Sangi and his wife took us to ‘work Saksak’ that is, to demonstrate what has become the Sepik people’s ritual of existence. Working Saksak is as normal, and mind numbing to the Sepik people as going to the grocery store for us. But there is zero comparison as far as the work that is required. We push a cart and carry a wallet. Sangi carries an axe and a machete and has his shirt off after ten minutes with sweat dripping off his nose. Benjamin was soaked through after five minutes and he was just watching Sangi work.
The Saksak is cut down and the bark is peeled off either side of the trunk exposing the white inside. This pith is scraped out using a centuries old tool that has only been slightly modified in the last few decades which they call a Seven. (I guess the anthropological term would be an adz) The process of scraping the pith out of the Saksak is called “throwing down your seven”. The mulch that is produced from this process is carried to the nearest source of water to be rinsed.

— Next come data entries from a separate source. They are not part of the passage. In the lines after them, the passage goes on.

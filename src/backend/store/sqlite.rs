/**
 * SQLite Store
 *
 * `Store` implementation over an `sqlx::SqlitePool`. The SQL lives next to
 * the types it reads and writes (`auth::users`, `events::db`, `posts::db`);
 * this module owns the pool, the schema and the transaction boundaries.
 *
 * # Connections
 *
 * Foreign keys are enabled on every connection, so an event or post cannot
 * reference a user that does not exist. An in-memory database lives only as
 * long as its connection, so `in_memory` pins the pool to one connection
 * that never expires.
 */

use std::str::FromStr;

use async_trait::async_trait;
use chrono::Utc;
use sqlx::sqlite::{SqliteConnectOptions, SqlitePool, SqlitePoolOptions};
use sqlx::{Sqlite, Transaction};

use crate::backend::auth::users::{self, NewUser, User};
use crate::backend::events::db as events_db;
use crate::backend::posts::db as posts_db;
use crate::backend::store::{Store, StoreError};
use crate::shared::{Event, NewEvent, NewPost, Post};

/// Table definitions
const SCHEMA: &str = include_str!("schema.sql");

/// Drops every table, children first
const DROP_SCHEMA: &str = r#"
DROP TABLE IF EXISTS posts;
DROP TABLE IF EXISTS events;
DROP TABLE IF EXISTS users;
"#;

/// SQLite-backed store
#[derive(Clone, Debug)]
pub struct SqliteStore {
    pool: SqlitePool,
}

impl SqliteStore {
    /// Connect to `database_url` and create any missing tables
    ///
    /// # Arguments
    ///
    /// * `database_url` - e.g. `sqlite://db.sqlite3?mode=rwc`
    ///
    /// # Errors
    ///
    /// Returns `StoreError::Database` if the URL is invalid, the file cannot
    /// be opened, or the schema cannot be applied.
    pub async fn connect(database_url: &str) -> Result<Self, StoreError> {
        tracing::info!("Connecting to database...");

        let options = SqliteConnectOptions::from_str(database_url)?
            .create_if_missing(true)
            .foreign_keys(true);

        let pool = SqlitePoolOptions::new()
            .max_connections(5)
            .connect_with(options)
            .await?;

        let store = Self { pool };
        store.init_schema().await?;

        tracing::info!("Database ready");
        Ok(store)
    }

    /// Fresh private in-memory database with the schema applied
    pub async fn in_memory() -> Result<Self, StoreError> {
        let options = SqliteConnectOptions::from_str("sqlite::memory:")?.foreign_keys(true);

        let pool = SqlitePoolOptions::new()
            .max_connections(1)
            .idle_timeout(None)
            .max_lifetime(None)
            .connect_with(options)
            .await?;

        let store = Self { pool };
        store.init_schema().await?;
        Ok(store)
    }

    /// Underlying pool
    pub fn pool(&self) -> &SqlitePool {
        &self.pool
    }

    /// Create missing tables and indexes
    pub async fn init_schema(&self) -> Result<(), StoreError> {
        sqlx::raw_sql(SCHEMA).execute(&self.pool).await?;
        Ok(())
    }

    /// Drop all tables and recreate them empty
    pub async fn reset_schema(&self) -> Result<(), StoreError> {
        tracing::warn!("Dropping all tables");
        sqlx::raw_sql(DROP_SCHEMA).execute(&self.pool).await?;
        self.init_schema().await
    }
}

/// Commit `tx` when `result` is a success, roll it back otherwise
async fn finish<T>(
    tx: Transaction<'static, Sqlite>,
    result: Result<T, sqlx::Error>,
) -> Result<T, sqlx::Error> {
    match result {
        Ok(value) => {
            tx.commit().await?;
            Ok(value)
        }
        Err(err) => {
            if let Err(rollback_err) = tx.rollback().await {
                tracing::error!("Rollback failed: {:?}", rollback_err);
            }
            Err(err)
        }
    }
}

/// Unique violations on insert mean the email is taken
fn user_insert_error(err: sqlx::Error) -> StoreError {
    match &err {
        sqlx::Error::Database(db) if db.is_unique_violation() => StoreError::DuplicateEmail,
        _ => StoreError::Database(err),
    }
}

#[async_trait]
impl Store for SqliteStore {
    async fn find_user_by_email(&self, email: &str) -> Result<Option<User>, StoreError> {
        Ok(users::get_user_by_email(&self.pool, email).await?)
    }

    async fn find_user_by_id(&self, id: i64) -> Result<Option<User>, StoreError> {
        Ok(users::get_user_by_id(&self.pool, id).await?)
    }

    async fn create_user(&self, user: NewUser) -> Result<User, StoreError> {
        let mut tx = self.pool.begin().await?;
        let result = users::create_user(&mut *tx, &user).await;
        finish(tx, result).await.map_err(user_insert_error)
    }

    async fn create_event(&self, event: NewEvent) -> Result<i64, StoreError> {
        let mut tx = self.pool.begin().await?;
        let result = events_db::insert_event(&mut *tx, &event).await;
        Ok(finish(tx, result).await?)
    }

    async fn list_events(&self) -> Result<Vec<Event>, StoreError> {
        Ok(events_db::list_events(&self.pool).await?)
    }

    async fn create_post(&self, post: NewPost) -> Result<Post, StoreError> {
        let mut tx = self.pool.begin().await?;
        let result = posts_db::insert_post(&mut *tx, &post, Utc::now()).await;
        Ok(finish(tx, result).await?)
    }

    async fn find_post(&self, id: i64) -> Result<Option<Post>, StoreError> {
        Ok(posts_db::find_post(&self.pool, id).await?)
    }

    async fn list_posts(&self) -> Result<Vec<Post>, StoreError> {
        Ok(posts_db::list_posts(&self.pool).await?)
    }

    async fn delete_post(&self, id: i64) -> Result<bool, StoreError> {
        let mut tx = self.pool.begin().await?;
        let result = posts_db::delete_post(&mut *tx, id).await;
        Ok(finish(tx, result).await? > 0)
    }
}
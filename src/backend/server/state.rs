/**
 * Application State Management
 *
 * This module defines the application state structure and implements
 * the necessary `FromRef` traits for Axum state extraction.
 *
 * # Thread Safety
 *
 * Everything in `AppState` is immutable after startup:
 * - `Arc<dyn Store>` wraps a pool that synchronizes internally
 * - `Arc<TokenIssuer>` holds the signing keys
 * - `PasswordHasher` is a `Copy` cost setting
 *
 * # State Extraction
 *
 * The `FromRef` implementations let handlers take only what they use, e.g.
 * `State(store): State<Arc<dyn Store>>`.
 */

use std::sync::Arc;

use axum::extract::FromRef;

use crate::backend::auth::password::PasswordHasher;
use crate::backend::auth::sessions::TokenIssuer;
use crate::backend::server::config::ServerConfig;
use crate::backend::store::Store;

/// Application state shared by all handlers
#[derive(Clone)]
pub struct AppState {
    /// Users, events and posts
    pub store: Arc<dyn Store>,
    /// Token issuance and verification
    pub tokens: Arc<TokenIssuer>,
    /// Password hashing settings
    pub hasher: PasswordHasher,
}

impl AppState {
    pub fn new(store: Arc<dyn Store>, tokens: Arc<TokenIssuer>, hasher: PasswordHasher) -> Self {
        Self {
            store,
            tokens,
            hasher,
        }
    }

    /// Build the state for `config` around an already opened store
    pub fn from_config(store: Arc<dyn Store>, config: &ServerConfig) -> Self {
        Self::new(
            store,
            Arc::new(TokenIssuer::new(&config.jwt_secret, config.token_ttl)),
            PasswordHasher::new(config.bcrypt_cost),
        )
    }
}

impl FromRef<AppState> for Arc<dyn Store> {
    fn from_ref(app_state: &AppState) -> Self {
        app_state.store.clone()
    }
}

impl FromRef<AppState> for Arc<TokenIssuer> {
    fn from_ref(app_state: &AppState) -> Self {
        app_state.tokens.clone()
    }
}

impl FromRef<AppState> for PasswordHasher {
    fn from_ref(app_state: &AppState) -> Self {
        app_state.hasher
    }
}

While Sangi felled, skinned and scraped the Saksak, his wife was using the palm frond of the plant to build a rinsing trough. The mulch from the Saksak plant is rinsed in the trough. In the process a silt like substance begins to collect in the bottom. After rinsing all the mulch in this fashion the water is drained off and the silt at the bottom gets bagged up and carried home. When the Saksak dries out it looks like flour or meal. It is put on a hot plate over an open fire to make what looks like a thick tortilla shell. This is the staple food of every man, woman and child in the Sepik. It accompanies every meal they eat. It is heavy and dry and starchy and has very little flavor, but as the Sepik people say, “it is our bones.”
In His grace Jesus provided Saksak for the Sepik people. That is how they see it. Adam is to blame for all the thorns, they are quick to point out. And now these people also know that God provided, not just Saksak, but a way back into His family – redemption in the Lord Jesus. One of the highlights of our time in the tribe was the sweet opportunity to share Communion with our brothers and sisters there. Guess what they broke, as a symbol of the broken body of their dear Savior who gave Himself as their substitute on the cross?